(Una recensione di Salvatore Carrubba del libro di Joel Mokyr “The Gifts of Athena – Historical Origins of the Knowledge Economy“)
In precedenza, in questa Rassegna si è visto come i prodotti della tecnologia suscitino una certa diffidenza per il fatto che molte volte sembra che l’innovazione tecnologica sia scissa dalla conoscenza scientifica e sia mossa da nessun’altra considerazione che non sia quella del consumo e del mercato.
Su un approccio diverso sembra muoversi Salvatore Carrubba nell’articolo “Contro le lobby antinnovazione” apparso sul Il Sole 24 Ore del 18 maggio. Egli inizia la recensione al libro dello storico dell’economia Joel Mokyr, “The Gifts of Athena – Historical Origins of the Knowledge Economy”, con:
‘Contraddittorio se non schizofrenico: così si potrebbe fotografare il rapporto con la conoscenza dell’uomo moderno; il quale, se da un lato non si nega alcun gadget della tecnologia, dall’altro guarda spesso con malcelato fastidio, se non con netta ostilità, ai progressi ulteriori della scienza e della ricerca, mascherando magari con una carica ideologica la propria sostanziale ignoranza’.
Per Carrubba, e per Mokyr, l’innovazione tecnologica non è “il fare per il fare” ma è l’altra medaglia della conoscenza:
‘Non uso a caso i due aggettivi “scientifico” e “tecnologico”. Perché per Mokyr essenziale è comprendere il ruolo che le due forme di conoscenza, le due facce della conoscenza ‘utile’, possono svolgere: la prima è la conoscenza sul “cosa”, la conoscenza di proposizioni sui fenomeni naturali e sulle regolarità; le seconda è la conoscenza sul “come”, la conoscenza prescrittiva, le tecniche. Mokyr dimostra efficacemente una prima realtà: le due forme di conoscenza non sono staccate l’una dall’altra. Le tecniche, è vero, possono non nascere nei laboratori scientifici, ma dall’esperienza di un artigiano intelligente piuttosto che dalla buona sorte di un’osservazione casuale. Ma anche la fortuna, per dirla con Pasteur, aiuta ‘gli animi predisposti’. Ossia, senza un deposito ricco e condiviso della prima forma di conoscenza, quella teorica e di ricerca, la seconda non ha incentivi e motivazioni: senza ricerca, dunque, non c’è tecnica, o non ce n’è a livelli sufficienti per assicurare sviluppo economico’.
E poi aggiunge:
‘Illudersi insomma che l’innovazione nasca in fabbrica è pericoloso. A una società che voglia davvero cogliere le opportunità dell’economia della conoscenza servono un sistema di ricerca diffuso e frequenti contatti tra il mondo accademico e scientifico e quello della produzione: “La conoscenza deve scorrere da quelli che sanno cose a quelli che fanno cose”.

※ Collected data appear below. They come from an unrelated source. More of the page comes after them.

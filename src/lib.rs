//! Narrative Docs: deterministic phase-plan generation and document QA.
//!
//! Validates phase configs against a published schema, renders them into
//! work and review plans through a hook pipeline, scores documents against
//! weighted rubrics, and checks a spec, roadmap, and plan family for
//! cross-document alignment.

pub mod core;
pub mod schema;

pub use crate::core::alignment::{validate_alignment, DocumentSet};
pub use crate::core::loader::ConfigLoader;
pub use crate::core::pipeline::NarrativeGenerator;
pub use crate::core::rubric::Rubric;
pub use crate::core::scorer::score;
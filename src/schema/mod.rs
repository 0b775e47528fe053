pub mod issue;
pub mod phase;
/// narrative-docs: validate, generate, score, and cross-check phase documents.
///
/// Usage:
///   narrative-docs validate <config.json>...
///   narrative-docs generate <config.json>... [--output-root <dir>] [--dry-run]
///   narrative-docs score <document.md> [--rubric <file.ron> | --spec]
///   narrative-docs check-alignment [<root>]
///
/// Exit codes: 0 no issues, 1 warnings only, 2 errors.
use anyhow::Context;
use clap::{Parser, Subcommand, ValueEnum};
use narrative_docs::core::alignment::{self, DocumentSet};
use narrative_docs::core::lifecycle::{LifecycleError, ProjectRun};
use narrative_docs::core::loader::{ConfigLoader, SchemaErrors, Validated};
use narrative_docs::core::report::{self, Format, IssueReport, SchemaReport};
use narrative_docs::core::rubric::Rubric;
use narrative_docs::core::scorer;
use narrative_docs::core::settings::{Overrides, Settings, SETTINGS_FILE};
use narrative_docs::schema::issue::ReportStatus;
use std::path::PathBuf;
use tracing::{info, warn};

#[derive(Debug, Parser)]
#[command(name = "narrative-docs", version, about = "Phase plan generation and document QA")]
struct Cli {
    /// Settings file layered over the built-in defaults.
    #[arg(long, global = true, default_value = SETTINGS_FILE)]
    config: PathBuf,

    /// Output format for reports.
    #[arg(long, global = true, value_enum, default_value_t = OutputFormat::Human)]
    format: OutputFormat,

    /// Worker threads for per-phase parallelism.
    #[arg(long, global = true)]
    workers: Option<usize>,

    /// Debug-level logging.
    #[arg(short, long, global = true, conflicts_with = "quiet")]
    verbose: bool,

    /// Errors only.
    #[arg(short, long, global = true)]
    quiet: bool,

    #[command(subcommand)]
    command: Command,
}

#[derive(Debug, Subcommand)]
enum Command {
    /// Check phase configs against the published schema.
    Validate {
        #[arg(required = true)]
        configs: Vec<PathBuf>,
    },
    /// Render WORK_PLAN.md and REVIEW_PLAN.md for each phase config.
    Generate {
        #[arg(required = true)]
        configs: Vec<PathBuf>,
        /// Root holding the existing `phase-N/` directories.
        #[arg(long)]
        output_root: Option<PathBuf>,
        /// Render and score without writing files.
        #[arg(long)]
        dry_run: bool,
    },
    /// Score a document against a rubric.
    Score {
        document: PathBuf,
        /// RON rubric file.
        #[arg(long, conflicts_with = "spec")]
        rubric: Option<PathBuf>,
        /// Use the built-in specification rubric.
        #[arg(long)]
        spec: bool,
    },
    /// Check spec, roadmap, and phase plans for cross-document alignment.
    CheckAlignment {
        /// Directory holding SPEC.md, ROADMAP.md, and phase-*/ plans.
        root: Option<PathBuf>,
    },
}

#[derive(Debug, Clone, Copy, ValueEnum)]
enum OutputFormat {
    Human,
    Json,
}

impl From<OutputFormat> for Format {
    fn from(format: OutputFormat) -> Self {
        match format {
            OutputFormat::Human => Format::Human,
            OutputFormat::Json => Format::Json,
        }
    }
}

fn main() {
    match run() {
        Ok(status) => std::process::exit(status.exit_code()),
        Err(error) => {
            eprintln!("narrative-docs error: {error:#}");
            std::process::exit(ReportStatus::Errors.exit_code());
        }
    }
}

fn run() -> anyhow::Result<ReportStatus> {
    let cli = Cli::parse();
    init_tracing(cli.quiet, cli.verbose)?;

    let overrides = Overrides {
        workers: cli.workers,
        output_root: match &cli.command {
            Command::Generate { output_root, .. } => output_root.clone(),
            _ => None,
        },
    };
    let settings = Settings::load_with(&cli.config, overrides).context("failed to load settings")?;
    if let Some(workers) = settings.workers {
        rayon::ThreadPoolBuilder::new()
            .num_threads(workers)
            .build_global()
            .context("failed to configure worker pool")?;
    }
    let format = Format::from(cli.format);

    match cli.command {
        Command::Validate { configs } => validate(&settings, &configs, format),
        Command::Generate { configs, dry_run, .. } => generate(&settings, &configs, dry_run, format),
        Command::Score {
            document,
            rubric,
            spec,
        } => {
            let rubric = match (rubric, spec) {
                (Some(path), _) => Rubric::load_from_ron(&path)?,
                (None, true) => Rubric::spec()?,
                (None, false) => settings.rubric()?,
            };
            let report = scorer::score_file(&document, &rubric)?;
            println!("{}", report::render_score(&report, format)?);
            Ok(report::score_status(&report))
        }
        Command::CheckAlignment { root } => {
            let root = root.unwrap_or_else(|| settings.output_root.clone());
            let documents = DocumentSet::from_dir(&root)
                .with_context(|| format!("failed to read documents under {}", root.display()))?;
            let result = alignment::check(&documents);
            let report = IssueReport::new(&result.issues);
            println!("{}", report.render(format)?);
            Ok(report.status)
        }
    }
}

fn validate(settings: &Settings, configs: &[PathBuf], format: Format) -> anyhow::Result<ReportStatus> {
    let loader = ConfigLoader::new()?.mode(settings.run_mode);
    let mut status = ReportStatus::Clean;
    for path in configs {
        let result = loader.load_file(path);
        let report = SchemaReport::from_result(&result);
        println!("{}", report.render(format)?);
        status = status.max(report.status);
    }
    Ok(status)
}

fn generate(
    settings: &Settings,
    configs: &[PathBuf],
    dry_run: bool,
    format: Format,
) -> anyhow::Result<ReportStatus> {
    let run = ProjectRun::from_settings(settings)?;
    let mut status = ReportStatus::Clean;

    for (path, outcome) in run.run_phases(configs) {
        match outcome {
            Ok(phase) => {
                if !phase.validated.warnings.is_empty() {
                    let warnings: Result<Validated, SchemaErrors> = Ok(phase.validated.clone());
                    println!("{}", SchemaReport::from_result(&warnings).render(format)?);
                    status = status.max(ReportStatus::WarningsOnly);
                }
                println!("{}", report::render_score(&phase.score, format)?);
                status = status.max(report::score_status(&phase.score));
                if dry_run {
                    info!(phase = phase.phase(), "dry run, nothing written");
                    continue;
                }
                match phase.write_to(&settings.output_root) {
                    Ok(written) => {
                        for file in written {
                            println!("wrote {}", file.display());
                        }
                    }
                    Err(error) => {
                        eprintln!("{}: {error}", path.display());
                        status = ReportStatus::Errors;
                    }
                }
            }
            Err(LifecycleError::Schema(errors)) => {
                let result: Result<Validated, SchemaErrors> = Err(errors);
                println!("{}", SchemaReport::from_result(&result).render(format)?);
                status = ReportStatus::Errors;
            }
            Err(error) => {
                warn!(config = %path.display(), "phase failed");
                eprintln!("{}: {error}", path.display());
                status = ReportStatus::Errors;
            }
        }
    }
    Ok(status)
}

fn init_tracing(quiet: bool, verbose: bool) -> anyhow::Result<()> {
    let level = if quiet {
        "error"
    } else if verbose {
        "debug"
    } else {
        "warn"
    };

    let filter = tracing_subscriber::EnvFilter::try_from_env("NARRATIVE_LOG")
        .unwrap_or_else(|_| tracing_subscriber::EnvFilter::new(level));

    tracing_subscriber::fmt()
        .with_env_filter(filter)
        .with_writer(std::io::stderr)
        .try_init()
        .map_err(|error| anyhow::anyhow!("failed to initialize tracing subscriber: {error}"))?;

    Ok(())
}
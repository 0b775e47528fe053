pub mod alignment;
pub mod doc_types;
pub mod lifecycle;
pub mod links;
pub mod loader;
pub mod pipeline;
pub mod placeholder;
pub mod report;
pub mod rubric;
pub mod scorer;
pub mod settings;
pub mod template;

Ma se nella coesione del sistema sociale:
‘Divulgazione affidata a pubblicazioni, enciclopedie e formazione professionale diffusa’

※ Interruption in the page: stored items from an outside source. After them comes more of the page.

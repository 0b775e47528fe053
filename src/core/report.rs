/// Machine-readable and human-readable renderings of stage results.
///
/// Every stage has a status; a clean stage always says so explicitly.
use serde::Serialize;
use std::fmt::Write as _;

use crate::core::loader::{SchemaErrors, SchemaViolation, Validated};
use crate::core::scorer::{Classification, ScoreReport};
use crate::schema::issue::{AlignmentIssue, ReportStatus, Severity};

pub const CLEAN: &str = "no issues found";

#[derive(Debug, Clone, Copy, PartialEq, Eq, Default)]
pub enum Format {
    #[default]
    Human,
    Json,
}

/// Issues from one alignment run, with counts and overall status.
#[derive(Debug, Clone, Serialize)]
pub struct IssueReport<'a> {
    pub status: ReportStatus,
    pub errors: usize,
    pub warnings: usize,
    pub issues: &'a [AlignmentIssue],
}

impl<'a> IssueReport<'a> {
    pub fn new(issues: &'a [AlignmentIssue]) -> Self {
        let errors = issues.iter().filter(|i| i.is_error()).count();
        Self {
            status: ReportStatus::from_severities(issues.iter().map(|i| i.severity)),
            errors,
            warnings: issues.len() - errors,
            issues,
        }
    }

    pub fn render(&self, format: Format) -> Result<String, serde_json::Error> {
        match format {
            Format::Json => serde_json::to_string_pretty(self),
            Format::Human => Ok(self.human()),
        }
    }

    fn human(&self) -> String {
        let mut out = String::from("Alignment Summary:\n");
        let _ = writeln!(out, "  Errors found: {}", self.errors);
        let _ = writeln!(out, "  Warnings found: {}", self.warnings);
        if self.issues.is_empty() {
            let _ = writeln!(out, "\n{CLEAN}");
            return out;
        }
        for (severity, heading, count) in [
            (Severity::Error, "ERRORS", self.errors),
            (Severity::Warning, "WARNINGS", self.warnings),
        ] {
            if count == 0 {
                continue;
            }
            let _ = writeln!(out, "\n{heading} ({count}):");
            for issue in self.issues.iter().filter(|i| i.severity == severity) {
                let _ = writeln!(out, "  - [{}] {}", issue.code, issue.message);
                let locations: Vec<String> = issue.locations.iter().map(ToString::to_string).collect();
                if !locations.is_empty() {
                    let _ = writeln!(out, "    at {}", locations.join(", "));
                }
                let _ = writeln!(out, "    hint: {}", issue.hint);
            }
        }
        out
    }
}

/// Outcome of validating one config.
#[derive(Debug, Clone, Serialize)]
pub struct SchemaReport<'a> {
    pub document: &'a str,
    pub status: ReportStatus,
    pub violations: &'a [SchemaViolation],
}

impl<'a> SchemaReport<'a> {
    pub fn from_result(result: &'a Result<Validated, SchemaErrors>) -> Self {
        let (document, violations) = match result {
            Ok(validated) => (validated.document.as_str(), validated.warnings.as_slice()),
            Err(errors) => (errors.document.as_str(), errors.violations.as_slice()),
        };
        Self {
            document,
            status: ReportStatus::from_severities(violations.iter().map(|v| v.severity)),
            violations,
        }
    }

    pub fn render(&self, format: Format) -> Result<String, serde_json::Error> {
        match format {
            Format::Json => serde_json::to_string_pretty(self),
            Format::Human => Ok(self.human()),
        }
    }

    fn human(&self) -> String {
        let mut out = String::new();
        if self.violations.is_empty() {
            let _ = writeln!(out, "{}: {CLEAN}", self.document);
            return out;
        }
        for v in self.violations {
            let _ = writeln!(
                out,
                "{}: {} [{}] {}: {}",
                self.document, v.severity, v.code, v.path, v.message
            );
            let _ = writeln!(out, "    hint: {}", v.hint);
        }
        out
    }
}

/// Exit status for a score: approved is clean, conditional approval warns,
/// rejection is an error.
pub fn score_status(report: &ScoreReport) -> ReportStatus {
    match report.classification {
        Classification::Approved => ReportStatus::Clean,
        Classification::ConditionalApproval => ReportStatus::WarningsOnly,
        Classification::Rejected => ReportStatus::Errors,
    }
}

pub fn render_score(report: &ScoreReport, format: Format) -> Result<String, serde_json::Error> {
    match format {
        Format::Json => serde_json::to_string_pretty(report),
        Format::Human => Ok(human_score(report)),
    }
}

fn human_score(report: &ScoreReport) -> String {
    let mut out = String::new();
    let _ = writeln!(out, "Quality score for {} ({} rubric)", report.document, report.rubric);
    for dim in &report.dimensions {
        let _ = writeln!(out, "  {:<18} {:>2}/{}", dim.kind.label(), dim.score, dim.max_points);
    }
    let _ = writeln!(out, "  {:<18} {:>3}/100", "Total", report.total);
    let _ = writeln!(out, "Classification: {}", report.classification);

    let unmet: Vec<_> = report.unmet().collect();
    if unmet.is_empty() {
        let _ = writeln!(out, "{CLEAN}");
    } else {
        let _ = writeln!(out, "\nSuggestions:");
        for check in unmet {
            let _ = writeln!(
                out,
                "  - {} ({}/{}): {}",
                check.id,
                check.awarded,
                check.weight,
                check.suggestion.as_deref().unwrap_or(&check.description)
            );
        }
    }
    if !report.rationale.is_empty() {
        let _ = writeln!(out, "\nConditional approval rationale:");
        for line in &report.rationale {
            let _ = writeln!(out, "  - {line}");
        }
    }
    out
}

#[cfg(test)]
mod tests {
    use super::*;
    use crate::schema::issue::{IssueCode, Location};

    #[test]
    fn clean_alignment_says_so() {
        let report = IssueReport::new(&[]);
        assert_eq!(report.status, ReportStatus::Clean);
        assert!(report.render(Format::Human).unwrap().contains(CLEAN));
    }

    #[test]
    fn issues_grouped_by_severity() {
        let issues = vec![
            AlignmentIssue::new(
                IssueCode::OrphanRequirement,
                Some(3),
                "orphaned requirement REQ-AUTH-007 referenced in roadmap phase 3, not found in spec",
                vec![Location::new("ROADMAP.md", Some(9))],
            ),
            AlignmentIssue::new(IssueCode::TerminologyDrift, Some(3), "drift", vec![]),
        ];
        let report = IssueReport::new(&issues);
        assert_eq!((report.errors, report.warnings), (1, 1));
        assert_eq!(report.status.exit_code(), 2);

        let text = report.render(Format::Human).unwrap();
        assert!(text.contains("ERRORS (1):"));
        assert!(text.contains("at ROADMAP.md:9"));
        assert!(text.contains("WARNINGS (1):"));
        assert!(!text.contains(CLEAN));
    }

    #[test]
    fn json_carries_stable_codes() {
        let issues = vec![AlignmentIssue::new(
            IssueCode::MissingReviewPlan,
            Some(1),
            "roadmap phase 1 has no review plan",
            vec![],
        )];
        let json = IssueReport::new(&issues).render(Format::Json).unwrap();
        let value: serde_json::Value = serde_json::from_str(&json).unwrap();
        assert_eq!(value["status"], "errors");
        assert_eq!(value["issues"][0]["code"], "MISSING_REVIEW_PLAN");
        assert_eq!(value["issues"][0]["severity"], "ERROR");
    }
}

si attua la ricomposizione tra scienza e tecnica, nello stesso sistema sociale si realizzano le opposizioni all’innovazione:
‘Le lobby minacciate dall’avanzata delle tecniche hanno sempre saputo ingaggiare una resistenza senza quartiere. Magari facendo leva su paure ancestrali e timori indimostrabili dell’opinione pubblica. Ma è proprio la resistenza di queste lobby, come ha dimostrato Mancur Olson, che minaccia il funzionamento e la dinamica delle società democratiche, che debbono dunque darsi volontà e strumenti per resistere alle gilde e alle corporazioni di oggi, schierate come ai tempi dei luddisti contro il cambiamento solo per corposi interessi personali. [….] Come ha dimostrato Virginia Postrel in un altro bel libro (‘The Future and Its Enemics’, The Free Press, 1998), passa, ormai da qui l’autentico discrimine ideologico del nostro tempo, che oppone i fautori di una società statica a chi crede nelle virtù e nelle potenzialità della creatività, del progresso e dell’impresa’.
Considerazione personale.
In ultima analisi la risoluzione della tensione fra una tecno-scienza improntata al “tutto ciò che si può fare si deve fare” (v. in Argomenti a pag. 7) e la demonizzazione dell’innovazione per la salvaguardia di interessi consolidati (scrive Carrubba: ‘gli organismi geneticamente modificati non è chiaro se facciano male alla salute, ma fanno certamente male a molte aziende agricole’) rimanda al problema di favorire la crescita di un’opinione pubblica informata e consapevole. E questo ci rimanda al “metodo Fishkin” (v, in questa Rassegna, l’item del 29 maggio).